When designing electronic equipment in the fields of radio engineering, electrical engineering, robotics, acoustics, biomedicine, control systems, etc., there is a need to develop devices with tunable parameters and characteristics, among which filters play a significant role. Filters are used for signal selection in monitoring, measurement, information, control, acoustic, and hydroacoustic systems; in radio–electronic equipment for correcting communication channel characteristics to improve their performance; in biomedical equipment for diagnostics and physiological research, etc. [1,2,3]. Based on the signal processing, filters are divided into linear and nonlinear, and analog and digital. This diversity of filters reflects the variety of tasks they address, such as nonlinear filtering of external non-Gaussian noise [4,5,6,7]; compensation of nonlinear signal distortions in devices [8,9,10,11,12,13]; removal of Gaussian noise [5,14,15]; extraction of useful signal spectra [16,17,18,19,20,21,22], etc.

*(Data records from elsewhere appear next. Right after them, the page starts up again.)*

//! End-to-end scenarios against a live server.

use crate::harness::*;
use sage_client::{Client, ClientError};
use sage_protocol::{Payload, SolutionPayload, CODE_INVALID_SOLUTION};
use std::time::Duration;
use tokio_util::sync::CancellationToken;

#[tokio::test]
async fn test_happy_path() {
    let server = TestServer::start(|config| {
        config.max_connections = 100;
        config.initial_difficulty = 1;
        config.challenge_ttl = Duration::from_secs(300);
    })
    .await;

    let mut client = Client::connect(server.client_config()).await.unwrap();
    let quote = client.get_quote(&CancellationToken::new()).await.unwrap();

    assert!(!quote.text.is_empty());
    assert!(!quote.author.is_empty());
    client.close().await.unwrap();

    server.stop().await.unwrap();
}

#[tokio::test]
async fn test_bad_solution_gets_error_and_counts_failure() {
    let server = TestServer::start(|_| {}).await;
    let client_ip = "127.0.0.1".parse().unwrap();

    let mut conn = server.connect_raw().await;
    let _challenge = recv_challenge(&mut conn).await;

    // A solution referencing a nonce that was never issued
    send_solution(
        &mut conn,
        SolutionPayload {
            prefix: "bogus".to_string(),
            solution: "x".to_string(),
            nonce: "bogus".to_string(),
        },
    )
    .await;

    match recv_payload(&mut conn).await {
        Some(Payload::Error(e)) => assert_eq!(e.code, CODE_INVALID_SOLUTION),
        other => panic!("expected framed error, got {other:?}"),
    }

    let admission = server.admission.clone();
    assert!(
        wait_for(Duration::from_secs(2), || {
            admission.failure_count(client_ip) == 1
        })
        .await,
        "failure was not registered"
    );

    server.stop().await.unwrap();
}

#[tokio::test]
async fn test_failed_attempt_block_and_recovery() {
    let server = TestServer::start(|config| {
        config.protection.max_failed_attempts = 3;
        config.protection.failed_block_time = Duration::from_secs(1);
    })
    .await;
    let client_ip = "127.0.0.1".parse().unwrap();

    for _ in 0..3 {
        let mut conn = server.connect_raw().await;
        let _ = recv_challenge(&mut conn).await;
        send_solution(
            &mut conn,
            SolutionPayload {
                prefix: "bogus".to_string(),
                solution: "x".to_string(),
                nonce: "bogus".to_string(),
            },
        )
        .await;
        let _ = recv_payload(&mut conn).await;
    }

    let admission = server.admission.clone();
    assert!(
        wait_for(Duration::from_secs(2), || {
            admission.failure_count(client_ip) >= 3
        })
        .await
    );

    // The fourth connection is closed with no frame sent
    let mut blocked = server.connect_raw().await;
    assert!(recv_payload(&mut blocked).await.is_none());

    // After the block time a new connection is admitted again
    tokio::time::sleep(Duration::from_millis(1200)).await;
    let mut recovered = server.connect_raw().await;
    let _ = recv_challenge(&mut recovered).await;

    server.stop().await.unwrap();
}

#[tokio::test]
async fn test_per_ip_connection_cap() {
    let server = TestServer::start(|config| {
        config.protection.max_conns_per_ip = 2;
        config.protection.conn_ttl = Duration::from_secs(60);
    })
    .await;

    // Two held connections fill the per-IP allowance
    let mut first = server.connect_raw().await;
    let _ = recv_challenge(&mut first).await;
    let mut second = server.connect_raw().await;
    let _ = recv_challenge(&mut second).await;

    // The third is closed without framing
    let mut third = server.connect_raw().await;
    assert!(recv_payload(&mut third).await.is_none());

    // Releasing one slot restores admission
    drop(first);
    let admission = server.admission.clone();
    assert!(
        wait_for(Duration::from_secs(2), || admission.live_connections() < 2).await,
        "released connection was not reaped"
    );

    let mut fourth = server.connect_raw().await;
    let _ = recv_challenge(&mut fourth).await;

    server.stop().await.unwrap();
}

#[tokio::test]
async fn test_difficulty_rises_and_falls_with_load() {
    let server = TestServer::start(|config| {
        config.max_connections = 10;
        config.initial_difficulty = 2;
        config.adjust_interval = Duration::from_millis(200);
    })
    .await;

    // Hold nine connections: above the 80% threshold
    let mut held = Vec::new();
    for _ in 0..9 {
        let mut conn = server.connect_raw().await;
        let _ = recv_challenge(&mut conn).await;
        held.push(conn);
    }

    // After an adjust interval the next challenge is issued at base + 2
    tokio::time::sleep(Duration::from_millis(500)).await;
    let mut probe = server.connect_raw().await;
    let challenge = recv_challenge(&mut probe).await;
    assert_eq!(challenge.difficulty, 4);

    // Releasing the holders brings the difficulty back to base
    drop(held);
    drop(probe);
    let admission = server.admission.clone();
    assert!(wait_for(Duration::from_secs(2), || admission.live_connections() == 0).await);
    tokio::time::sleep(Duration::from_millis(500)).await;

    let mut calm = server.connect_raw().await;
    let challenge = recv_challenge(&mut calm).await;
    assert_eq!(challenge.difficulty, 2);

    server.stop().await.unwrap();
}

#[tokio::test]
async fn test_graceful_shutdown_with_inflight_handler() {
    let server = TestServer::start(|config| {
        config.shutdown_timeout = Duration::from_secs(10);
    })
    .await;
    let addr = server.addr;

    // Start an exchange but do not answer yet
    let mut conn = server.connect_raw().await;
    let challenge = recv_challenge(&mut conn).await;

    // Shut down while the handler is mid-exchange
    let stopping = tokio::spawn(server.stop());
    tokio::time::sleep(Duration::from_millis(100)).await;

    // New dials fail once the listener is gone
    assert!(tokio::net::TcpStream::connect(addr).await.is_err());

    // The in-flight handler still completes the exchange
    answer_challenge(&mut conn, &challenge).await;
    match recv_payload(&mut conn).await {
        Some(Payload::Quote(q)) => assert!(!q.text.is_empty()),
        other => panic!("expected quote, got {other:?}"),
    }

    stopping.await.unwrap().unwrap();
}

#[tokio::test]
async fn test_tampered_solution_rejected() {
    // High difficulty so a junk string cannot verify by accident
    let server = TestServer::start(|config| {
        config.initial_difficulty = 8;
        config.max_difficulty = 8;
    })
    .await;

    let mut conn = server.connect_raw().await;
    let challenge = recv_challenge(&mut conn).await;

    // Tamper with the solution so it cannot verify
    send_solution(
        &mut conn,
        SolutionPayload {
            prefix: challenge.prefix.clone(),
            solution: "definitely-wrong".to_string(),
            nonce: challenge.nonce.clone(),
        },
    )
    .await;

    match recv_payload(&mut conn).await {
        Some(Payload::Error(e)) => assert_eq!(e.code, CODE_INVALID_SOLUTION),
        other => panic!("expected framed error, got {other:?}"),
    }

    server.stop().await.unwrap();
}

#[tokio::test]
async fn test_cancelled_client_aborts_solve() {
    let server = TestServer::start(|config| {
        // A difficulty this high cannot be solved while the test runs
        config.initial_difficulty = 8;
        config.max_difficulty = 8;
    })
    .await;

    let mut client = Client::connect(server.client_config()).await.unwrap();
    let cancel = CancellationToken::new();

    let aborter = cancel.clone();
    tokio::spawn(async move {
        tokio::time::sleep(Duration::from_millis(100)).await;
        aborter.cancel();
    });

    assert!(matches!(
        client.get_quote(&cancel).await,
        Err(ClientError::Cancelled)
    ));

    server.stop().await.unwrap();
}
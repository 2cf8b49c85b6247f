//! Accept loop, background tasks and graceful shutdown.

use crate::admission::{AdmissionPipeline, ProtectionConfig};
use crate::difficulty::DifficultyController;
use crate::error::{ServerError, ServerResult};
use crate::handler::{handle_connection, HandlerContext};
use crate::quotes::QuoteSource;
use sage_pow::PowService;
use std::net::SocketAddr;
use std::sync::Arc;
use std::time::Duration;
use tokio::net::{TcpListener, TcpStream};
use tokio_util::sync::CancellationToken;
use tokio_util::task::TaskTracker;
use tracing::{error, info, warn};

/// Server configuration.
#[derive(Debug, Clone)]
pub struct ServerConfig {
    /// Listen address.
    pub bind_addr: String,
    /// Total deadline for a connection's exchange.
    pub read_timeout: Duration,
    /// Per-write ceiling.
    pub write_timeout: Duration,
    /// Grace period for in-flight handlers on shutdown.
    pub shutdown_timeout: Duration,
    /// Global concurrent connection cap.
    pub max_connections: usize,
    /// Base proof-of-work difficulty.
    pub initial_difficulty: u8,
    /// Ceiling the difficulty controller may not exceed.
    pub max_difficulty: u8,
    /// Challenge time-to-live.
    pub challenge_ttl: Duration,
    /// Difficulty adjustment interval.
    pub adjust_interval: Duration,
    /// Admission pipeline knobs.
    pub protection: ProtectionConfig,
}

impl Default for ServerConfig {
    fn default() -> Self {
        Self {
            bind_addr: "0.0.0.0:4040".to_string(),
            read_timeout: Duration::from_secs(5),
            write_timeout: Duration::from_secs(5),
            shutdown_timeout: Duration::from_secs(10),
            max_connections: 1000,
            initial_difficulty: 4,
            max_difficulty: 8,
            challenge_ttl: Duration::from_secs(300),
            adjust_interval: Duration::from_secs(10),
            protection: ProtectionConfig::default(),
        }
    }
}

/// The PoW-gated quote server.
///
/// [`bind`](Self::bind) claims the listen address eagerly so callers can
/// read the bound port before the accept loop starts; [`run`](Self::run)
/// then drives the server until its shutdown token is cancelled.
pub struct GateServer {
    config: ServerConfig,
    listener: TcpListener,
    local_addr: SocketAddr,
    pow: Arc<PowService>,
    quotes: Arc<dyn QuoteSource>,
    admission: Arc<AdmissionPipeline>,
    difficulty: Arc<DifficultyController>,
    shutdown: CancellationToken,
}

impl GateServer {
    /// Bind the listener and assemble the server.
    pub async fn bind(config: ServerConfig, quotes: Arc<dyn QuoteSource>) -> ServerResult<Self> {
        let listener = TcpListener::bind(&config.bind_addr).await?;
        let local_addr = listener.local_addr()?;

        let pow = Arc::new(PowService::new(config.challenge_ttl));
        let admission = Arc::new(AdmissionPipeline::new(
            config.protection.clone(),
            config.max_connections,
        ));
        let difficulty = Arc::new(DifficultyController::new(
            config.initial_difficulty,
            config.max_difficulty,
            config.max_connections,
            config.adjust_interval,
        ));

        Ok(Self {
            config,
            listener,
            local_addr,
            pow,
            quotes,
            admission,
            difficulty,
            shutdown: CancellationToken::new(),
        })
    }

    /// The bound listen address.
    pub fn local_addr(&self) -> SocketAddr {
        self.local_addr
    }

    /// A token that stops the server when cancelled.
    pub fn shutdown_token(&self) -> CancellationToken {
        self.shutdown.clone()
    }

    /// The admission pipeline (live counters, failure registry).
    pub fn admission(&self) -> Arc<AdmissionPipeline> {
        Arc::clone(&self.admission)
    }

    /// The published proof-of-work difficulty.
    pub fn current_difficulty(&self) -> u8 {
        self.difficulty.current()
    }

    /// Run until the shutdown token is cancelled, then drain handlers.
    ///
    /// Returns [`ServerError::ShutdownTimeout`] if in-flight handlers do not
    /// finish within the configured grace period.
    pub async fn run(self) -> ServerResult<()> {
        let GateServer {
            config,
            listener,
            local_addr,
            pow,
            quotes,
            admission,
            difficulty,
            shutdown,
        } = self;

        info!(addr = %local_addr, "server listening");

        // Background tasks stop on the same token as the accept loop
        tokio::spawn(admission.memory().run(shutdown.clone()));
        tokio::spawn(admission.flood().run(shutdown.clone()));
        tokio::spawn(Arc::clone(&admission).run_cleanup(shutdown.clone()));
        tokio::spawn(Arc::clone(&pow).sweep_expired(shutdown.clone()));
        tokio::spawn(Arc::clone(&difficulty).run(Arc::clone(&admission), shutdown.clone()));

        let ctx = Arc::new(HandlerContext {
            pow,
            quotes,
            exchange_timeout: config.read_timeout,
            read_timeout: config.protection.read_timeout,
            write_timeout: config.write_timeout,
        });

        let tracker = TaskTracker::new();

        loop {
            tokio::select! {
                _ = shutdown.cancelled() => break,
                accepted = listener.accept() => match accepted {
                    Ok((stream, addr)) => {
                        accept_connection(stream, addr, &admission, &difficulty, &tracker, &ctx);
                    }
                    Err(e) => {
                        error!(error = %e, "accept error");
                    }
                },
            }
        }

        // Stop accepting before draining; new dials now fail to connect
        drop(listener);
        tracker.close();
        info!(in_flight = tracker.len(), "listener closed, draining handlers");

        match tokio::time::timeout(config.shutdown_timeout, tracker.wait()).await {
            Ok(()) => {
                info!("shutdown complete");
                Ok(())
            }
            Err(_) => Err(ServerError::ShutdownTimeout),
        }
    }
}

/// Admit one accepted connection and spawn its handler.
fn accept_connection(
    stream: TcpStream,
    addr: SocketAddr,
    admission: &Arc<AdmissionPipeline>,
    difficulty: &Arc<DifficultyController>,
    tracker: &TaskTracker,
    ctx: &Arc<HandlerContext>,
) {
    let ip = addr.ip();

    // Dropping the stream on rejection closes it without framing anything,
    // so the peer learns nothing about which check tripped
    let guarded = match admission.admit(stream, ip) {
        Ok(guarded) => guarded,
        Err(rejection) => {
            info!(addr = %addr, reason = %rejection, "connection rejected");
            return;
        }
    };

    let difficulty = difficulty.current();
    let admission = Arc::clone(admission);
    let ctx = Arc::clone(ctx);

    tracker.spawn(async move {
        let result = handle_connection(guarded, addr, difficulty, &ctx).await;
        admission.release(ip);

        if let Err(e) = result {
            warn!(addr = %addr, error = %e, "connection error");
            if e.counts_as_failure() {
                admission.register_failure(ip);
            }
        }
    });
}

Among analog selective filters, bandpass filters are widely used [16,17,18,19,23,24,25,26,27,28,29]. These filters are intended, for example, to ensure:

• Reliable signal transmission while suppressing noise that distorts useful signals
• Reliable operation of electrical equipment while minimizing interruptions, reducing losses, and improving the performance of electrical networks
• Protection of equipment from damage and prevention of failure risks by filtering interference and fault signals
• Maintaining stable operation of power supplies

The key requirements for tunable bandpass filters are the following:

-

Minimal number of tunable elements

-

Independent tuning of the filter’s main features (for instance, gain, quality factor, and resonant frequency)

-

Low sensitivity of the transfer functions to deviations from the assigned parameters of circuit elements

The tunable bandpass active Wien filter, based on the Wien bridge with an operational amplifier (Op-Amp), meets the mentioned requirements. The family of active bandpass Wien filters is built on the circuit shown in Figure 1 [30]. The inclusion of an Op-Amp in the Wien bridge, with a frequency-dependent Wien circuit in the one arm and a voltage divider in the other, leads to the design of either an active filter or a sinusoidal oscillator, depending on whether the circuit is connected to the inverting or non-inverting input of the Op-Amp. To synthesize an active filter, the Wien circuit is connected to the inverting input of the Op-Amp, while the resistive voltage divider is connected to the non-inverting input of the Op-Amp [23,24,25,26,27,28].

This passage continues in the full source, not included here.